Thompson testified that he had known both defendants through the Native
American Church. Id. at 287-88. Thompson also stated that Yazzie, who knew he was a
road man in the Native American Church, began asking Thompson to do a prayer for him.
Thompson refused because they all had been drinking alcohol. Id. at 296-97.

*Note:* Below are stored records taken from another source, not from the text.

/// Utilities for the date stamps carried on ledger records
///
/// Records are stamped with ISO dates (%Y-%m-%d); display formatting is
/// US-locale MM/DD/YYYY.
use chrono::Utc;

/// Current date as the ISO stamp stored on records.
pub fn today_iso() -> String {
    Utc::now().format("%Y-%m-%d").to_string()
}

/// Format an ISO date stamp for display.
/// Example: "2024-03-15" or "2024-03-15T14:02:26Z" -> "03/15/2024"
pub fn format_date(date_str: &str) -> String {
    let date_part = date_str.split('T').next().unwrap_or(date_str);
    if let Some((year, rest)) = date_part.split_once('-') {
        if let Some((month, day)) = rest.split_once('-') {
            return format!("{}/{}/{}", month, day, year);
        }
    }
    date_str.to_string()
}

#[cfg(test)]
mod tests {
    use super::*;

    #[test]
    fn test_format_date() {
        assert_eq!(format_date("2024-03-15"), "03/15/2024");
        assert_eq!(format_date("2024-03-15T14:02:26.123Z"), "03/15/2024");
    }

    #[test]
    fn test_invalid_format() {
        assert_eq!(format_date("invalid"), "invalid");
    }

    #[test]
    fn test_today_is_iso_shaped() {
        let today = today_iso();
        assert_eq!(today.len(), 10);
        assert_eq!(&today[4..5], "-");
        assert_eq!(&today[7..8], "-");
    }
}
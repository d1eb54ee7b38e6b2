pub mod p900_planning_grid;
//! Binding to the JS chart surface.
//!
//! The chart renderer is an external collaborator: the host page exposes a
//! `renderChart(containerId, config)` function and this module marshals the
//! aggregated series into it.

use serde::Serialize;
use wasm_bindgen::prelude::*;

#[wasm_bindgen]
extern "C" {
    #[wasm_bindgen(js_name = renderChart, catch)]
    fn render_chart_js(container_id: &str, config: JsValue) -> Result<(), JsValue>;
}

/// One plotted series: which bucket field to draw and how.
#[derive(Debug, Clone, Serialize)]
pub struct ChartSeries {
    #[serde(rename = "type")]
    pub kind: &'static str,
    #[serde(rename = "xKey")]
    pub x_key: &'static str,
    #[serde(rename = "yKey")]
    pub y_key: &'static str,
    #[serde(rename = "yName")]
    pub y_name: &'static str,
    pub fill: &'static str,
}

impl ChartSeries {
    pub fn bar(y_key: &'static str, y_name: &'static str, fill: &'static str) -> Self {
        Self {
            kind: "bar",
            x_key: "week",
            y_key,
            y_name,
            fill,
        }
    }

    pub fn line(y_key: &'static str, y_name: &'static str, fill: &'static str) -> Self {
        Self {
            kind: "line",
            x_key: "week",
            y_key,
            y_name,
            fill,
        }
    }
}

/// Full chart configuration handed to the surface.
#[derive(Debug, Clone, Serialize)]
pub struct ChartConfig<T: Serialize> {
    pub title: String,
    pub data: Vec<T>,
    pub series: Vec<ChartSeries>,
}

pub fn render_chart<T: Serialize>(
    container_id: &str,
    config: &ChartConfig<T>,
) -> Result<(), String> {
    let value = config
        .serialize(&serde_wasm_bindgen::Serializer::json_compatible())
        .map_err(|e| e.to_string())?;
    render_chart_js(container_id, value).map_err(|e| format!("chart render failed: {e:?}"))
}
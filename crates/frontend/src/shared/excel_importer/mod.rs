pub mod parser;
pub mod types;
pub mod widget;

pub use types::{ColumnDef, ExcelData, ExcelMetadata};
pub use widget::ExcelImporter;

Subsequently, Yazzie, according to Thompson, asked him to join Yazzie, Brown, and
Yazzie’s sister Bessie Charley for a ride in a pickup truck. Id. at 297-98. Thompson
testified that Brown started to harass him verbally by calling him a “show-off.” They
drove down a road and parked a little way up in the hills. Id. at 301. Thompson testified
that he, Brown and Yazzie got off the pickup, II App. 301. The verbal harassment
escalated into a physical assault. Thompson said that Yazzie and Brown, who were still
drinking beer, stood on either side of him. Id. at 302. Brown began to punch Thompson
on the left side of his face, striking him at least three times. Id. at 302 Yazzie began to
push Thompson. Id. Thompson testified that at this point he started to run away from his
assailants past the truck, but Yazzie caught him by the collar of his jacket. Id. at 302-03.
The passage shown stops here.